EXERCISE DETAILS:
Please restate the data word for word, leaving out no line.

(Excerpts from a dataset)

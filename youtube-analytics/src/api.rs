use crate::client::MAX_RESULTS_LIMIT;
use crate::service::AnalyticsService;
use crate::types::{AnalyticsReport, ChannelOverview, VideoSummary};
use apigate::api::{extract_subject, ApiError};
use axum::{
    extract::{Query, State},
    http::HeaderMap,
    response::Json,
    routing::{get, post},
    Router,
};
use chrono::{Days, NaiveDate, Utc};
use serde::{Deserialize, Serialize};
use std::sync::Arc;
use tracing::info;

const DEFAULT_MAX_RESULTS: u32 = 10;

/// Days covered when no range is given, today included.
const DEFAULT_RANGE_DAYS: u64 = 28;

pub struct ChannelAppState {
    pub service: AnalyticsService,
}

#[derive(Deserialize)]
pub struct VideosParams {
    pub max_results: Option<u32>,
}

#[derive(Deserialize)]
pub struct AnalyticsParams {
    pub start_date: Option<NaiveDate>,
    pub end_date: Option<NaiveDate>,
}

impl AnalyticsParams {
    /// Resolve the inclusive date range, defaulting to the last 28 days.
    fn range(&self, today: NaiveDate) -> Result<(NaiveDate, NaiveDate), ApiError> {
        let end = self.end_date.unwrap_or(today);
        let start = match self.start_date {
            Some(start) => start,
            None => end
                .checked_sub_days(Days::new(DEFAULT_RANGE_DAYS - 1))
                .ok_or_else(|| ApiError::BadRequest(format!("end_date {} is out of range", end)))?,
        };
        if start > end {
            return Err(ApiError::BadRequest(format!(
                "start_date {} is after end_date {}",
                start, end
            )));
        }
        Ok((start, end))
    }
}

#[derive(Serialize)]
pub struct RefreshResponse {
    cache_entries_removed: usize,
}

/// Create channel API router
pub fn create_channel_router(state: Arc<ChannelAppState>) -> Router {
    Router::new()
        .route("/api/channel/overview", get(channel_overview))
        .route("/api/channel/videos", get(recent_videos))
        .route("/api/channel/analytics", get(channel_analytics))
        .route("/api/channel/refresh", post(refresh))
        .with_state(state)
}

/// GET /api/channel/overview
async fn channel_overview(
    State(state): State<Arc<ChannelAppState>>,
    headers: HeaderMap,
) -> Result<Json<ChannelOverview>, ApiError> {
    let subject = extract_subject(&headers)?;
    Ok(Json(state.service.get_channel_overview(&subject).await?))
}

/// GET /api/channel/videos?max_results=N
///
/// `max_results` defaults to 10 and must be between 1 and 50.
async fn recent_videos(
    State(state): State<Arc<ChannelAppState>>,
    headers: HeaderMap,
    Query(params): Query<VideosParams>,
) -> Result<Json<Vec<VideoSummary>>, ApiError> {
    let subject = extract_subject(&headers)?;

    let max_results = params.max_results.unwrap_or(DEFAULT_MAX_RESULTS);
    if !(1..=MAX_RESULTS_LIMIT).contains(&max_results) {
        return Err(ApiError::BadRequest(format!(
            "max_results must be between 1 and {}",
            MAX_RESULTS_LIMIT
        )));
    }

    Ok(Json(
        state.service.get_recent_videos(&subject, max_results).await?,
    ))
}

/// GET /api/channel/analytics?start_date=YYYY-MM-DD&end_date=YYYY-MM-DD
async fn channel_analytics(
    State(state): State<Arc<ChannelAppState>>,
    headers: HeaderMap,
    Query(params): Query<AnalyticsParams>,
) -> Result<Json<AnalyticsReport>, ApiError> {
    let subject = extract_subject(&headers)?;
    let (start, end) = params.range(Utc::now().date_naive())?;

    Ok(Json(
        state
            .service
            .get_channel_analytics(&subject, start, end)
            .await?,
    ))
}

/// POST /api/channel/refresh
///
/// Drops the subject's cached responses; the next reads go upstream.
async fn refresh(
    State(state): State<Arc<ChannelAppState>>,
    headers: HeaderMap,
) -> Result<Json<RefreshResponse>, ApiError> {
    let subject = extract_subject(&headers)?;
    let cache_entries_removed = state.service.refresh(&subject).await?;
    info!(subject = %subject, removed = cache_entries_removed, "Channel cache refreshed");

    Ok(Json(RefreshResponse {
        cache_entries_removed,
    }))
}
//! Channel data for subjects, fetched through the gateway.
//!
//! Every method is one or more `fetch_with_cache` calls, so each is rate
//! limited per subject and served from cache while fresh.

use crate::client::{ReportQuery, YouTubeClient, MAX_RESULTS_LIMIT};
use crate::types::{AnalyticsReport, ChannelOverview, VideoSummary};
use apigate::cache::LogicalKey;
use apigate::{Gateway, GatewayError};
use chrono::NaiveDate;
use std::sync::Arc;

/// Metrics of the daily channel report.
pub const CHANNEL_METRICS: &str =
    "views,estimatedMinutesWatched,averageViewDuration,subscribersGained,subscribersLost,likes,comments,shares";

pub struct AnalyticsService {
    gateway: Gateway,
    client: Arc<YouTubeClient>,
}

impl AnalyticsService {
    pub fn new(gateway: Gateway, client: Arc<YouTubeClient>) -> Self {
        Self { gateway, client }
    }

    pub fn gateway(&self) -> &Gateway {
        &self.gateway
    }

    pub async fn get_channel_overview(&self, subject: &str) -> Result<ChannelOverview, GatewayError> {
        let client = &self.client;
        self.gateway
            .fetch_with_cache(subject, &LogicalKey::new("channel_overview"), |token| async move {
                client.channel_overview(&token).await
            })
            .await
    }

    /// Most recent uploads. Resolves the uploads playlist through the
    /// (usually cached) channel overview first.
    pub async fn get_recent_videos(
        &self,
        subject: &str,
        max_results: u32,
    ) -> Result<Vec<VideoSummary>, GatewayError> {
        let max_results = max_results.clamp(1, MAX_RESULTS_LIMIT);
        let overview = self.get_channel_overview(subject).await?;
        let playlist = overview.uploads_playlist_id.as_str();

        let key = LogicalKey::new("recent_videos")
            .param("playlist", playlist)
            .param("maxResults", max_results);
        let client = &self.client;
        self.gateway
            .fetch_with_cache(subject, &key, |token| async move {
                client.recent_videos(&token, playlist, max_results).await
            })
            .await
    }

    /// Daily channel metrics for `start_date..=end_date`.
    pub async fn get_channel_analytics(
        &self,
        subject: &str,
        start_date: NaiveDate,
        end_date: NaiveDate,
    ) -> Result<AnalyticsReport, GatewayError> {
        let query = ReportQuery {
            start_date,
            end_date,
            metrics: CHANNEL_METRICS.to_string(),
            dimensions: Some("day".to_string()),
            sort: Some("day".to_string()),
        };
        let key = LogicalKey::new("channel_analytics")
            .param("startDate", start_date)
            .param("endDate", end_date)
            .param("metrics", &query.metrics);

        let client = &self.client;
        let query = &query;
        self.gateway
            .fetch_with_cache(subject, &key, |token| async move {
                client.analytics_report(&token, query).await
            })
            .await
    }

    /// Forget everything cached for `subject` so the next reads go upstream.
    pub async fn refresh(&self, subject: &str) -> Result<usize, GatewayError> {
        self.gateway.invalidate_subject(subject).await
    }
}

COMPLETED TASK:
filename youtube-analytics/src/api.rs
use crate::client::MAX_RESULTS_LIMIT;
use crate::service::AnalyticsService;
use crate::types::{AnalyticsReport, ChannelOverview, VideoSummary};
use apigate::api::{extract_subject, ApiError};
use axum::{
    extract::{Query, State},
    http::HeaderMap,
    response::Json,
    routing::{get, post},
    Router,
};
use chrono::{Days, NaiveDate, Utc};
use serde::{Deserialize, Serialize};
use std::sync::Arc;
use tracing::info;

const DEFAULT_MAX_RESULTS: u32 = 10;

/// Days covered when no range is given, today included.
const DEFAULT_RANGE_DAYS: u64 = 28;

pub struct ChannelAppState {
    pub service: AnalyticsService,
}

#[derive(Deserialize)]
pub struct VideosParams {
    pub max_results: Option<u32>,
}

#[derive(Deserialize)]
pub struct AnalyticsParams {
    pub start_date: Option<NaiveDate>,
    pub end_date: Option<NaiveDate>,
}

impl AnalyticsParams {
    /// Resolve the inclusive date range, defaulting to the last 28 days.
    fn range(&self, today: NaiveDate) -> Result<(NaiveDate, NaiveDate), ApiError> {
        let end = self.end_date.unwrap_or(today);
        let start = match self.start_date {
            Some(start) => start,
            None => end
                .checked_sub_days(Days::new(DEFAULT_RANGE_DAYS - 1))
                .ok_or_else(|| ApiError::BadRequest(format!("end_date {} is out of range", end)))?,
        };
        if start > end {
            return Err(ApiError::BadRequest(format!(
                "start_date {} is after end_date {}",
                start, end
            )));
        }
        Ok((start, end))
    }
}

#[derive(Serialize)]
pub struct RefreshResponse {
    cache_entries_removed: usize,
}

/// Create channel API router
pub fn create_channel_router(state: Arc<ChannelAppState>) -> Router {
    Router::new()
        .route("/api/channel/overview", get(channel_overview))
        .route("/api/channel/videos", get(recent_videos))
        .route("/api/channel/analytics", get(channel_analytics))
        .route("/api/channel/refresh", post(refresh))
        .with_state(state)
}

/// GET /api/channel/overview
async fn channel_overview(
    State(state): State<Arc<ChannelAppState>>,
    headers: HeaderMap,
) -> Result<Json<ChannelOverview>, ApiError> {
    let subject = extract_subject(&headers)?;
    Ok(Json(state.service.get_channel_overview(&subject).await?))
}

/// GET /api/channel/videos?max_results=N
///
/// `max_results` defaults to 10 and must be between 1 and 50.
async fn recent_videos(
    State(state): State<Arc<ChannelAppState>>,
    headers: HeaderMap,
    Query(params): Query<VideosParams>,
) -> Result<Json<Vec<VideoSummary>>, ApiError> {
    let subject = extract_subject(&headers)?;

    let max_results = params.max_results.unwrap_or(DEFAULT_MAX_RESULTS);
    if !(1..=MAX_RESULTS_LIMIT).contains(&max_results) {
        return Err(ApiError::BadRequest(format!(
            "max_results must be between 1 and {}",
            MAX_RESULTS_LIMIT
        )));
    }

    Ok(Json(
        state.service.get_recent_videos(&subject, max_results).await?,
    ))
}

/// GET /api/channel/analytics?start_date=YYYY-MM-DD&end_date=YYYY-MM-DD
async fn channel_analytics(
    State(state): State<Arc<ChannelAppState>>,
    headers: HeaderMap,
    Query(params): Query<AnalyticsParams>,
) -> Result<Json<AnalyticsReport>, ApiError> {
    let subject = extract_subject(&headers)?;
    let (start, end) = params.range(Utc::now().date_naive())?;

    Ok(Json(
        state
            .service
            .get_channel_analytics(&subject, start, end)
            .await?,
    ))
}

/// POST /api/channel/refresh
///
/// Drops the subject's cached responses; the next reads go upstream.
async fn refresh(
    State(state): State<Arc<ChannelAppState>>,
    headers: HeaderMap,
) -> Result<Json<RefreshResponse>, ApiError> {
    let subject = extract_subject(&headers)?;
    let cache_entries_removed = state.service.refresh(&subject).await?;
    info!(subject = %subject, removed = cache_entries_removed, "Channel cache refreshed");

    Ok(Json(RefreshResponse {
        cache_entries_removed,
    }))
}
//! Channel data for subjects, fetched through the gateway.
//!
//! Every method is one or more `fetch_with_cache` calls, so each is rate
//! limited per subject and served from cache while fresh.

use crate::client::{ReportQuery, YouTubeClient, MAX_RESULTS_LIMIT};
use crate::types::{AnalyticsReport, ChannelOverview, VideoSummary};
use apigate::cache::LogicalKey;
use apigate::{Gateway, GatewayError};
use chrono::NaiveDate;
use std::sync::Arc;

/// Metrics of the daily channel report.
pub const CHANNEL_METRICS: &str =
    "views,estimatedMinutesWatched,averageViewDuration,subscribersGained,subscribersLost,likes,comments,shares";

pub struct AnalyticsService {
    gateway: Gateway,
    client: Arc<YouTubeClient>,
}

impl AnalyticsService {
    pub fn new(gateway: Gateway, client: Arc<YouTubeClient>) -> Self {
        Self { gateway, client }
    }

    pub fn gateway(&self) -> &Gateway {
        &self.gateway
    }

    pub async fn get_channel_overview(&self, subject: &str) -> Result<ChannelOverview, GatewayError> {
        let client = &self.client;
        self.gateway
            .fetch_with_cache(subject, &LogicalKey::new("channel_overview"), |token| async move {
                client.channel_overview(&token).await
            })
            .await
    }

    /// Most recent uploads. Resolves the uploads playlist through the
    /// (usually cached) channel overview first.
    pub async fn get_recent_videos(
        &self,
        subject: &str,
        max_results: u32,
    ) -> Result<Vec<VideoSummary>, GatewayError> {
        let max_results = max_results.clamp(1, MAX_RESULTS_LIMIT);
        let overview = self.get_channel_overview(subject).await?;
        let playlist = overview.uploads_playlist_id.as_str();

        let key = LogicalKey::new("recent_videos")
            .param("playlist", playlist)
            .param("maxResults", max_results);
        let client = &self.client;
        self.gateway
            .fetch_with_cache(subject, &key, |token| async move {
                client.recent_videos(&token, playlist, max_results).await
            })
            .await
    }

    /// Daily channel metrics for `start_date..=end_date`.
    pub async fn get_channel_analytics(
        &self,
        subject: &str,
        start_date: NaiveDate,
        end_date: NaiveDate,
    ) -> Result<AnalyticsReport, GatewayError> {
        let query = ReportQuery {
            start_date,
            end_date,
            metrics: CHANNEL_METRICS.to_string(),
            dimensions: Some("day".to_string()),
            sort: Some("day".to_string()),
        };
        let key = LogicalKey::new("channel_analytics")
            .param("startDate", start_date)
            .param("endDate", end_date)
            .param("metrics", &query.metrics);

        let client = &self.client;
        let query = &query;
        self.gateway
            .fetch_with_cache(subject, &key, |token| async move {
                client.analytics_report(&token, query).await
            })
            .await
    }

    /// Forget everything cached for `subject` so the next reads go upstream.
    pub async fn refresh(&self, subject: &str) -> Result<usize, GatewayError> {
        self.gateway.invalidate_subject(subject).await
    }
}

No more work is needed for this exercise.